[[ Records open ]]
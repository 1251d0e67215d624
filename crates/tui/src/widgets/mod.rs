//! Widget components for the gridline TUI.
//!
//! Each widget is a function that renders state into a [`Buffer`]; widgets
//! that need to be clicked return the rectangles they drew.
//!
//! # Modules
//!
//! - [`header`]: Title, greeting and header buttons
//! - [`dashboard`]: The scrollable dashboard content
//! - [`grid`]: Lays out grid rows into cell rectangles
//! - [`stat_card`]: Statistic cards
//! - [`quick_action`]: Quick-action tiles
//! - [`status_bar`]: Key hints and refresh status
//! - [`help`], [`inspector`], [`alert`]: Overlays
//!
//! # Accent Colours
//!
//! | Accent | Color |
//! |--------|-------|
//! | `Primary` | `Color::Blue` |
//! | `Secondary` | `Color::Magenta` |
//! | `Highlight` | `Color::Yellow` |
//! | `Success` | `Color::Green` |
//! | `Warning` | `Color::Red` |
//! | `Neutral` | `Color::Gray` |

use gridline_protocol::{Accent, Trend};
use ratatui::{buffer::Buffer, layout::Rect, style::Color};

pub mod alert;
pub mod dashboard;
pub mod grid;
pub mod header;
pub mod help;
pub mod inspector;
pub mod quick_action;
pub mod stat_card;
pub mod status_bar;

// Re-export primary rendering functions for convenience
pub use alert::render_alert;
pub use dashboard::{ContentMetrics, DashboardCanvas, blit, render_dashboard};
pub use grid::{grid_height, render_grid};
pub use header::{HeaderButtons, render_header};
pub use help::render_help_overlay;
pub use inspector::render_inspector;
pub use quick_action::render_quick_action;
pub use stat_card::render_stat_card;
pub use status_bar::render_status_bar;

/// Returns the terminal colour for an accent role.
///
/// # Examples
///
/// ```
/// use gridline_protocol::Accent;
/// use gridline_tui::widgets::accent_color;
/// use ratatui::style::Color;
///
/// assert_eq!(accent_color(Accent::Success), Color::Green);
/// ```
#[must_use]
pub const fn accent_color(accent: Accent) -> Color {
    match accent {
        Accent::Primary => Color::Blue,
        Accent::Secondary => Color::Magenta,
        Accent::Highlight => Color::Yellow,
        Accent::Success => Color::Green,
        Accent::Warning => Color::Red,
        Accent::Neutral => Color::Gray,
    }
}

/// Returns the colour of a trend indicator.
#[must_use]
pub const fn trend_color(trend: Trend) -> Color {
    match trend {
        Trend::Up => Color::Green,
        Trend::Down => Color::Red,
    }
}

/// Creates a centered rectangle within `area`, clamped to fit.
pub(crate) fn centered_rect(width: u16, height: u16, area: Rect) -> Rect {
    let popup_width = width.min(area.width);
    let popup_height = height.min(area.height);

    let x = area.x + (area.width.saturating_sub(popup_width)) / 2;
    let y = area.y + (area.height.saturating_sub(popup_height)) / 2;

    Rect::new(x, y, popup_width, popup_height)
}

/// Truncates `text` to `max_width` characters, marking the cut with `…`.
pub(crate) fn truncate(text: &str, max_width: usize) -> String {
    if text.chars().count() <= max_width {
        return text.to_string();
    }
    if max_width == 0 {
        return String::new();
    }
    let mut truncated: String = text.chars().take(max_width - 1).collect();
    truncated.push('…');
    truncated
}

/// Blanks `area` in `buf`, keeping it inside the buffer.
pub(crate) fn clear_area(area: Rect, buf: &mut Buffer) {
    let area = area.intersection(buf.area);
    for y in area.top()..area.bottom() {
        for x in area.left()..area.right() {
            if let Some(cell) = buf.cell_mut((x, y)) {
                cell.reset();
            }
        }
    }
}
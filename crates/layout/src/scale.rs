//! Spacing and typography scaled to the viewport.
//!
//! Lengths are percentages of the viewport width snapped to the device
//! pixel grid; font sizes scale linearly with width against a 320-pixel
//! reference screen.

use serde::{Deserialize, Serialize};

use crate::viewport::{DeviceClass, DisplayMetrics, Viewport, classify_device};

/// Viewport width that font base sizes are designed for.
pub const REFERENCE_WIDTH: f64 = 320.0;

/// Pixels subtracted from scaled font sizes on non-reference platforms.
///
/// An empirical offset for differences between text rendering engines.
pub const NON_REFERENCE_FONT_ADJUSTMENT: u32 = 2;

/// Snaps a logical-pixel value to the nearest value the device can render
/// without sub-pixel blur.
///
/// # Examples
///
/// ```
/// use gridline_layout::{DisplayMetrics, nearest_device_pixel};
///
/// let retina = DisplayMetrics::default().with_pixel_ratio(2.0);
/// assert_eq!(nearest_device_pixel(10.3, &retina), 10.5);
/// ```
#[must_use]
pub fn nearest_device_pixel(value: f64, metrics: &DisplayMetrics) -> f64 {
    let ratio = metrics.pixel_ratio();
    (value * ratio).round() / ratio
}

fn round_to_pixels(value: f64, metrics: &DisplayMetrics) -> u32 {
    let rounded = nearest_device_pixel(value, metrics).round();
    if rounded.is_finite() && rounded > 0.0 {
        // Saturating float-to-int cast
        rounded as u32
    } else {
        0
    }
}

/// Converts a percentage of `dimension` to whole pixels.
///
/// # Examples
///
/// ```
/// use gridline_layout::{DisplayMetrics, scaled_pixels};
///
/// let metrics = DisplayMetrics::default();
/// assert_eq!(scaled_pixels(4.0, 320.0, &metrics), 13);
/// ```
#[must_use]
pub fn scaled_pixels(percentage: f64, dimension: f64, metrics: &DisplayMetrics) -> u32 {
    round_to_pixels(percentage * dimension / 100.0, metrics)
}

/// Converts a percentage of the viewport width to whole pixels.
#[must_use]
pub fn width_percent(percentage: f64, viewport: &Viewport, metrics: &DisplayMetrics) -> u32 {
    scaled_pixels(percentage, viewport.width, metrics)
}

/// Converts a percentage of the viewport height to whole pixels.
#[must_use]
pub fn height_percent(percentage: f64, viewport: &Viewport, metrics: &DisplayMetrics) -> u32 {
    scaled_pixels(percentage, viewport.height, metrics)
}

/// Scales a base font size to the viewport width.
///
/// Non-reference platforms get [`NON_REFERENCE_FONT_ADJUSTMENT`] pixels
/// less. The result never drops below zero.
///
/// # Examples
///
/// ```
/// use gridline_layout::{DisplayMetrics, Platform, scaled_font_size};
///
/// let ios = DisplayMetrics::new(Platform::Ios);
/// let android = DisplayMetrics::new(Platform::Android);
/// assert_eq!(scaled_font_size(16.0, 320.0, &ios), 16);
/// assert_eq!(scaled_font_size(16.0, 320.0, &android), 14);
/// assert_eq!(scaled_font_size(16.0, 640.0, &ios), 32);
/// ```
#[must_use]
pub fn scaled_font_size(base_size: f64, viewport_width: f64, metrics: &DisplayMetrics) -> u32 {
    let scale = viewport_width / REFERENCE_WIDTH;
    let snapped = round_to_pixels(base_size * scale, metrics);
    if metrics.platform.is_reference() {
        snapped
    } else {
        snapped.saturating_sub(NON_REFERENCE_FONT_ADJUSTMENT)
    }
}

/// Size tags of the spacing scale.
#[derive(Debug, Clone, Copy, PartialEq, Eq, Hash, Serialize, Deserialize)]
#[serde(rename_all = "snake_case")]
pub enum SpacingSize {
    /// 1% of width.
    ExtraSmall,
    /// 2% of width.
    Small,
    /// 4% of width.
    Medium,
    /// 6% of width.
    Large,
    /// 8% of width.
    ExtraLarge,
}

impl SpacingSize {
    /// All sizes, smallest first.
    pub const ALL: [SpacingSize; 5] = [
        Self::ExtraSmall,
        Self::Small,
        Self::Medium,
        Self::Large,
        Self::ExtraLarge,
    ];

    /// Percentage of the viewport width this size stands for.
    #[must_use]
    pub const fn percentage(self) -> f64 {
        match self {
            Self::ExtraSmall => 1.0,
            Self::Small => 2.0,
            Self::Medium => 4.0,
            Self::Large => 6.0,
            Self::ExtraLarge => 8.0,
        }
    }

    /// Short token name (`xs` .. `xl`).
    #[must_use]
    pub const fn token(self) -> &'static str {
        match self {
            Self::ExtraSmall => "xs",
            Self::Small => "sm",
            Self::Medium => "md",
            Self::Large => "lg",
            Self::ExtraLarge => "xl",
        }
    }
}

/// Spacing lengths in pixels for one viewport width.
///
/// # Examples
///
/// ```
/// use gridline_layout::{DisplayMetrics, SpacingScale, SpacingSize, Viewport};
///
/// let spacing = SpacingScale::for_viewport(&Viewport::new(320.0, 568.0), &DisplayMetrics::default());
/// assert_eq!(spacing.get(SpacingSize::Small), 6);
/// assert_eq!(spacing.get(SpacingSize::ExtraLarge), 26);
/// ```
#[derive(Debug, Clone, Copy, PartialEq, Eq, Serialize, Deserialize)]
pub struct SpacingScale {
    values: [u32; 5],
}

impl SpacingScale {
    /// Computes the scale for a viewport.
    #[must_use]
    pub fn for_viewport(viewport: &Viewport, metrics: &DisplayMetrics) -> Self {
        Self {
            values: SpacingSize::ALL.map(|size| width_percent(size.percentage(), viewport, metrics)),
        }
    }

    /// Returns the length for a size tag.
    #[must_use]
    pub fn get(&self, size: SpacingSize) -> u32 {
        self.values[size as usize]
    }

    /// Iterates over `(size, pixels)` pairs, smallest first.
    pub fn iter(&self) -> impl Iterator<Item = (SpacingSize, u32)> + '_ {
        SpacingSize::ALL.into_iter().map(|size| (size, self.get(size)))
    }
}

/// Text roles of the typography scale.
#[derive(Debug, Clone, Copy, PartialEq, Eq, Hash, Serialize, Deserialize)]
#[serde(rename_all = "snake_case")]
pub enum TextRole {
    /// Page title.
    H1,
    /// Section title.
    H2,
    /// Card title.
    H3,
    /// Minor heading.
    H4,
    /// Body copy.
    Body,
    /// Captions and hints.
    Caption,
    /// Fine print.
    Small,
}

impl TextRole {
    /// All roles, largest first.
    pub const ALL: [TextRole; 7] = [
        Self::H1,
        Self::H2,
        Self::H3,
        Self::H4,
        Self::Body,
        Self::Caption,
        Self::Small,
    ];

    /// Font size at the reference width.
    #[must_use]
    pub const fn base_size(self) -> f64 {
        match self {
            Self::H1 => 28.0,
            Self::H2 => 24.0,
            Self::H3 => 20.0,
            Self::H4 => 18.0,
            Self::Body => 16.0,
            Self::Caption => 14.0,
            Self::Small => 12.0,
        }
    }

    /// Short token name.
    #[must_use]
    pub const fn token(self) -> &'static str {
        match self {
            Self::H1 => "h1",
            Self::H2 => "h2",
            Self::H3 => "h3",
            Self::H4 => "h4",
            Self::Body => "body",
            Self::Caption => "caption",
            Self::Small => "small",
        }
    }
}

/// Font sizes in pixels for one viewport width and platform.
#[derive(Debug, Clone, Copy, PartialEq, Eq, Serialize, Deserialize)]
pub struct TypographyScale {
    values: [u32; 7],
}

impl TypographyScale {
    /// Computes the scale for a viewport.
    #[must_use]
    pub fn for_viewport(viewport: &Viewport, metrics: &DisplayMetrics) -> Self {
        Self {
            values: TextRole::ALL
                .map(|role| scaled_font_size(role.base_size(), viewport.width, metrics)),
        }
    }

    /// Returns the font size for a text role.
    #[must_use]
    pub fn get(&self, role: TextRole) -> u32 {
        self.values[role as usize]
    }

    /// Iterates over `(role, pixels)` pairs, largest first.
    pub fn iter(&self) -> impl Iterator<Item = (TextRole, u32)> + '_ {
        TextRole::ALL.into_iter().map(|role| (role, self.get(role)))
    }
}

/// Spacing size used as horizontal inset for a device class.
#[must_use]
pub const fn padding_size_for(class: DeviceClass) -> SpacingSize {
    match class {
        DeviceClass::Small | DeviceClass::Medium => SpacingSize::Medium,
        DeviceClass::Large => SpacingSize::Large,
        DeviceClass::Tablet => SpacingSize::ExtraLarge,
    }
}

/// Horizontal container inset in pixels for the viewport's device class.
///
/// # Examples
///
/// ```
/// use gridline_layout::{DisplayMetrics, Viewport, adaptive_padding};
///
/// let metrics = DisplayMetrics::default();
/// // Large phone: 6% of 400
/// assert_eq!(adaptive_padding(&Viewport::new(400.0, 700.0), &metrics), 24);
/// ```
#[must_use]
pub fn adaptive_padding(viewport: &Viewport, metrics: &DisplayMetrics) -> u32 {
    let size = padding_size_for(classify_device(viewport, metrics));
    width_percent(size.percentage(), viewport, metrics)
}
[[ Records closed ]]
> [Exercise]: Whenever the string "widgets" shows up in a line of the entries, copy that line.

> [Reply]:
filename crates/tui/src/widgets/mod.rs
//! Each widget is a function that renders state into a [`Buffer`]; widgets
/// use gridline_tui::widgets::accent_color;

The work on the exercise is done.